Wherever "files" occurs in the entries, copy the line that holds it.

• [Excerpted records]:
_ _ _ _ _
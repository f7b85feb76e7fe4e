// SATEXP: Batch Experiments and Forwarding State Analysis for Satellite Network Simulations
// Copyright (C) 2024-2025 Roland Schmid <roschmi@ethz.ch> and Tibor Schneider <sctibor@ethz.ch>
//
// This program is free software: you can redistribute it and/or modify
// it under the terms of the GNU General Public License as published by
// the Free Software Foundation, either version 3 of the License, or
// (at your option) any later version.
//
// This program is distributed in the hope that it will be useful,
// but WITHOUT ANY WARRANTY; without even the implied warranty of
// MERCHANTABILITY or FITNESS FOR A PARTICULAR PURPOSE.  See the
// GNU General Public License for more details.
//
// You should have received a copy of the GNU General Public License
// along with this program.  If not, see <http://www.gnu.org/licenses/>.
//! Sources of forwarding state snapshots.

use std::{
    collections::BTreeMap,
    path::{Path, PathBuf},
    time::Duration,
};

use satexp_utils::fstate::{
    discover_snapshots_with_step, fstate_file_name, fstate_path, read_fstate, FstateEntry,
    SnapshotError,
};

use super::FstateError;

/// Provides the forwarding state snapshot of each time step.
pub trait SnapshotSource {
    /// Load the complete snapshot of time step `step`, taken at simulation time `time_ns`.
    fn load(&self, step: usize, time_ns: u64) -> Result<Vec<FstateEntry>, SnapshotError>;
}

/// Snapshots stored as `fstate_<time_ns>.txt` files in a directory, as written by the simulator.
#[derive(Debug, Clone)]
pub struct FstateDir {
    dir: PathBuf,
}

impl FstateDir {
    pub fn new(dir: impl Into<PathBuf>) -> Self {
        Self { dir: dir.into() }
    }

    pub fn dir(&self) -> &Path {
        &self.dir
    }

    /// Number of steps and step duration to scan. Values that are not given are taken from the
    /// snapshot files: the step duration is inferred from their timestamps, and the number of
    /// steps reaches up to the last file, which requires every step before it to be present.
    /// A given step duration is checked against the timestamps of all files. A directory with a
    /// single snapshot at time 0 falls back to `default_step`.
    pub fn steps_to_scan(
        &self,
        steps: Option<usize>,
        step_duration: Option<Duration>,
        default_step: Duration,
    ) -> Result<(usize, Duration), FstateError> {
        if let (Some(steps), Some(step_duration)) = (steps, step_duration) {
            return Ok((steps, step_duration));
        }
        let step_ns = step_duration.map(|d| u64::try_from(d.as_nanos()).unwrap_or(u64::MAX));
        let index =
            discover_snapshots_with_step(&self.dir, step_ns).map_err(FstateError::Discovery)?;
        let step_duration = index
            .step_ns
            .map(Duration::from_nanos)
            .unwrap_or(default_step);
        match steps {
            Some(steps) => Ok((steps, step_duration)),
            None if index.is_complete() => Ok((index.num_steps(), step_duration)),
            None => Err(FstateError::MissingSteps(index.missing_steps)),
        }
    }
}

impl SnapshotSource for FstateDir {
    fn load(&self, _step: usize, time_ns: u64) -> Result<Vec<FstateEntry>, SnapshotError> {
        read_fstate(fstate_path(&self.dir, time_ns))
    }
}

/// Snapshots kept in memory, indexed by time step.
#[derive(Debug, Clone, Default)]
pub struct MemorySnapshots {
    snapshots: BTreeMap<usize, Vec<FstateEntry>>,
}

impl MemorySnapshots {
    pub fn new() -> Self {
        Self::default()
    }

    /// Set the snapshot of `step`.
    pub fn insert(&mut self, step: usize, entries: impl IntoIterator<Item = FstateEntry>) {
        self.snapshots.insert(step, entries.into_iter().collect());
    }

    /// Builder-style variant of [`MemorySnapshots::insert`].
    pub fn with_step(mut self, step: usize, entries: impl IntoIterator<Item = FstateEntry>) -> Self {
        self.insert(step, entries);
        self
    }

    pub fn len(&self) -> usize {
        self.snapshots.len()
    }

    pub fn is_empty(&self) -> bool {
        self.snapshots.is_empty()
    }
}

impl FromIterator<Vec<FstateEntry>> for MemorySnapshots {
    /// Snapshots for steps `0, 1, 2, ...` in iteration order.
    fn from_iter<T: IntoIterator<Item = Vec<FstateEntry>>>(iter: T) -> Self {
        Self {
            snapshots: iter.into_iter().enumerate().collect(),
        }
    }
}

impl SnapshotSource for MemorySnapshots {
    fn load(&self, step: usize, time_ns: u64) -> Result<Vec<FstateEntry>, SnapshotError> {
        self.snapshots
            .get(&step)
            .cloned()
            .ok_or_else(|| SnapshotError::Missing(PathBuf::from(fstate_file_name(time_ns))))
    }
}
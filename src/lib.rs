// SATEXP: Batch Experiments and Forwarding State Analysis for Satellite Network Simulations
// Copyright (C) 2024-2025 Roland Schmid <roschmi@ethz.ch> and Tibor Schneider <sctibor@ethz.ch>
//
// This program is free software: you can redistribute it and/or modify
// it under the terms of the GNU General Public License as published by
// the Free Software Foundation, either version 3 of the License, or
// (at your option) any later version.
//
// This program is distributed in the hope that it will be useful,
// but WITHOUT ANY WARRANTY; without even the implied warranty of
// MERCHANTABILITY or FITNESS FOR A PARTICULAR PURPOSE.  See the
// GNU General Public License for more details.
//
// You should have received a copy of the GNU General Public License
// along with this program.  If not, see <http://www.gnu.org/licenses/>.
//! Library for running batches of satellite network simulations and analyzing the forwarding
//! state they produce.

pub mod experiments;
pub mod fstate;
pub mod records;
pub mod scheduler;
pub mod util;

#[cfg(test)]
mod test;

pub use satexp_utils::fstate::{FstateEntry, NodeId};

pub mod prelude {
    pub use super::{
        experiments::{build_run_list, ExperimentConfig, RunDescriptor},
        fstate::{scan, FstateAnalyzer, FstateDir, ScanResult, SnapshotSource},
        scheduler::{Job, JobRunner, JobScheduler, SchedulerConfig},
        FstateEntry, NodeId,
    };
}
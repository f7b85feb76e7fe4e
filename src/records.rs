// SATEXP: Batch Experiments and Forwarding State Analysis for Satellite Network Simulations
// Copyright (C) 2024-2025 Roland Schmid <roschmi@ethz.ch> and Tibor Schneider <sctibor@ethz.ch>
//
// This program is free software: you can redistribute it and/or modify
// it under the terms of the GNU General Public License as published by
// the Free Software Foundation, either version 3 of the License, or
// (at your option) any later version.
//
// This program is distributed in the hope that it will be useful,
// but WITHOUT ANY WARRANTY; without even the implied warranty of
// MERCHANTABILITY or FITNESS FOR A PARTICULAR PURPOSE.  See the
// GNU General Public License for more details.
//
// You should have received a copy of the GNU General Public License
// along with this program.  If not, see <http://www.gnu.org/licenses/>.
//! Module defining record data types to serialize the results of the forwarding state analysis
//! to CSV.
use std::path::{Path, PathBuf};

use serde::{Deserialize, Serialize};

use satexp_utils::fstate::NodeId;

use crate::fstate::{ChangeCount, ScanResult, UpdateInterval};

/// File name of the update intervals within the output directory.
pub const UPDATE_INTERVALS_FILE: &str = "update_intervals.csv";
/// File name of the change counts within the output directory.
pub const CHANGE_COUNTS_FILE: &str = "change_counts.csv";

#[derive(Debug, Clone, PartialEq, Deserialize, Serialize)]
/// A next-hop change of a pair, and the time since its previous change.
pub struct UpdateIntervalRecord {
    pub gap_steps: usize,
    /// gap in seconds
    pub gap: f64,
    pub step: usize,
    /// time of the change in seconds
    pub time: f64,
    pub src: NodeId,
    pub dst: NodeId,
    pub next_hop: NodeId,
}

impl UpdateIntervalRecord {
    pub fn new(interval: &UpdateInterval, result: &ScanResult) -> Self {
        let step_s = result.step_duration.as_secs_f64();
        Self {
            gap_steps: interval.gap,
            gap: interval.gap as f64 * step_s,
            step: interval.step,
            time: interval.step as f64 * step_s,
            src: interval.src,
            dst: interval.dst,
            next_hop: interval.next_hop,
        }
    }
}

#[derive(Debug, Clone, PartialEq, Eq, Deserialize, Serialize)]
/// Number of next-hop changes of a pair, with its position in the ranking (starting at 1).
pub struct ChangeCountRecord {
    pub rank: usize,
    pub src: NodeId,
    pub dst: NodeId,
    pub changes: usize,
}

impl ChangeCountRecord {
    pub fn new(rank: usize, count: &ChangeCount) -> Self {
        Self {
            rank,
            src: count.src,
            dst: count.dst,
            changes: count.changes,
        }
    }
}

/// Write both views of `result` as CSV files with headers into `dir`, returning the paths of the
/// update intervals and the change counts.
pub fn write_scan_result(
    result: &ScanResult,
    dir: impl AsRef<Path>,
) -> Result<(PathBuf, PathBuf), csv::Error> {
    std::fs::create_dir_all(dir.as_ref())?;

    let intervals_path = dir.as_ref().join(UPDATE_INTERVALS_FILE);
    let mut csv = csv::WriterBuilder::new()
        .has_headers(true)
        .from_path(&intervals_path)?;
    for interval in &result.update_intervals {
        csv.serialize(UpdateIntervalRecord::new(interval, result))?;
    }
    csv.flush()?;

    let counts_path = dir.as_ref().join(CHANGE_COUNTS_FILE);
    let mut csv = csv::WriterBuilder::new()
        .has_headers(true)
        .from_path(&counts_path)?;
    for (i, count) in result.change_counts.iter().enumerate() {
        csv.serialize(ChangeCountRecord::new(i + 1, count))?;
    }
    csv.flush()?;

    Ok((intervals_path, counts_path))
}
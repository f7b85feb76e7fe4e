//! Module containing some utility functions that didn't fit anywhere else.

use time::{format_description, OffsetDateTime};

/// Produces a timestamp `String` of the current time in YYYY-MM-DD_HH-mm-SS format.
pub fn get_timestamp() -> String {
    let now = OffsetDateTime::now_local().unwrap_or_else(|_| OffsetDateTime::now_utc());
    format_description::parse("[year]-[month]-[day]_[hour]-[minute]-[second]")
        .ok()
        .and_then(|format| now.format(&format).ok())
        .unwrap_or_else(|| now.unix_timestamp().to_string())
}
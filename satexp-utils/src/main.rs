use std::{path::PathBuf, process::ExitCode};

use clap::Parser;
use itertools::Itertools;

use satexp_utils::fstate::{discover_snapshots_with_step, read_fstate};

#[derive(Parser, Debug)]
#[command(author, version, about)] // get author/version information from Cargo.toml
/// Check the numbering of the forwarding state snapshots in a directory before analyzing them.
struct Args {
    /// Directory containing the `fstate_<time_ns>.txt` files.
    fstate_dir: PathBuf,
    /// Expected step duration in nanoseconds. Inferred from the timestamps if omitted.
    #[arg(long)]
    step_ns: Option<u64>,
    /// Additionally parse every snapshot file to detect malformed lines.
    #[arg(long)]
    parse: bool,
}

fn main() -> ExitCode {
    pretty_env_logger::init();

    let args = Args::parse();

    let index = match discover_snapshots_with_step(&args.fstate_dir, args.step_ns) {
        Ok(index) => index,
        Err(e) => {
            eprintln!("{e}");
            return ExitCode::FAILURE;
        }
    };

    println!("directory:      {}", index.dir.display());
    println!("snapshot files: {}", index.times_ns.len());
    match index.step_ns {
        Some(step) => println!("step duration:  {step}ns"),
        None => println!("step duration:  unknown (single snapshot)"),
    }
    println!("time steps:     {}", index.num_steps());

    let mut ok = index.is_complete();
    if !ok {
        println!(
            "missing steps:  {} ({})",
            index.missing_steps.len(),
            index.missing_steps.iter().take(20).join(", ")
        );
    }

    if args.parse {
        for time_ns in &index.times_ns {
            let path = satexp_utils::fstate::fstate_path(&index.dir, *time_ns);
            match read_fstate(&path) {
                Ok(entries) => log::debug!("{path:?}: {} routes", entries.len()),
                Err(e) => {
                    println!("{e}");
                    ok = false;
                }
            }
        }
    }

    if ok {
        ExitCode::SUCCESS
    } else {
        ExitCode::FAILURE
    }
}
//! File system helpers used to lay out experiment directories.

use std::{fs, io, path::Path};

/// Remove a file or directory including its content. A non-existing path is not an error.
pub fn remove_force_recursive(path: impl AsRef<Path>) -> io::Result<()> {
    let path = path.as_ref();
    let result = if path.is_dir() {
        fs::remove_dir_all(path)
    } else {
        fs::remove_file(path)
    };
    match result {
        Err(e) if e.kind() == io::ErrorKind::NotFound => Ok(()),
        x => x,
    }
}

/// Create a directory and all of its parents.
pub fn make_full_dir(path: impl AsRef<Path>) -> io::Result<()> {
    fs::create_dir_all(path)
}

/// Remove `path` (if present) and create it again as an empty directory.
pub fn recreate_dir(path: impl AsRef<Path>) -> io::Result<()> {
    remove_force_recursive(path.as_ref())?;
    make_full_dir(path)
}

/// Copy a single file, overwriting the target.
pub fn copy_file(from: impl AsRef<Path>, to: impl AsRef<Path>) -> io::Result<()> {
    fs::copy(from, to).map(|_| ())
}

/// Replace every occurrence of `pattern` (taken literally) in the file at `path`.
pub fn replace_in_file_plain(
    path: impl AsRef<Path>,
    pattern: impl AsRef<str>,
    replacement: impl AsRef<str>,
) -> io::Result<()> {
    replace_all_in_file_plain(path, [(pattern, replacement)])
}

/// Apply multiple literal replacements to the file at `path`, in the given order, writing the
/// file only once.
pub fn replace_all_in_file_plain<P, R>(
    path: impl AsRef<Path>,
    replacements: impl IntoIterator<Item = (P, R)>,
) -> io::Result<()>
where
    P: AsRef<str>,
    R: AsRef<str>,
{
    let path = path.as_ref();
    let mut content = fs::read_to_string(path)?;
    for (pattern, replacement) in replacements {
        content = content.replace(pattern.as_ref(), replacement.as_ref());
    }
    fs::write(path, content)
}

#[cfg(test)]
mod test {
    use super::*;

    #[test]
    fn remove_and_recreate() {
        let dir = tempfile::tempdir().unwrap();
        let nested = dir.path().join("runs/a/logs_ns3");
        make_full_dir(&nested).unwrap();
        fs::write(nested.join("console.txt"), "old").unwrap();

        recreate_dir(&nested).unwrap();
        assert!(nested.is_dir());
        assert_eq!(fs::read_dir(&nested).unwrap().count(), 0);

        remove_force_recursive(dir.path().join("runs")).unwrap();
        assert!(!dir.path().join("runs").exists());
        // removing again is fine
        remove_force_recursive(dir.path().join("runs")).unwrap();
    }

    #[test]
    fn replace_plain() {
        let dir = tempfile::tempdir().unwrap();
        let file = dir.path().join("config.properties");
        fs::write(&file, "a=[A]\nb=[B]\nc=[A]\n").unwrap();

        replace_in_file_plain(&file, "[A]", "1.5").unwrap();
        replace_all_in_file_plain(&file, [("[B]", "x"), ("[C]", "y")]).unwrap();
        assert_eq!(fs::read_to_string(&file).unwrap(), "a=1.5\nb=x\nc=1.5\n");
    }
}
_ _ _ _ _
• [Problem solution]:
/// Snapshots stored as `fstate_<time_ns>.txt` files in a directory, as written by the simulator.
    /// snapshot files: the step duration is inferred from their timestamps, and the number of
    /// A given step duration is checked against the timestamps of all files. A directory with a
/// Write both views of `result` as CSV files with headers into `dir`, returning the paths of the
    /// Directory containing the `fstate_<time_ns>.txt` files.
    println!("snapshot files: {}", index.times_ns.len());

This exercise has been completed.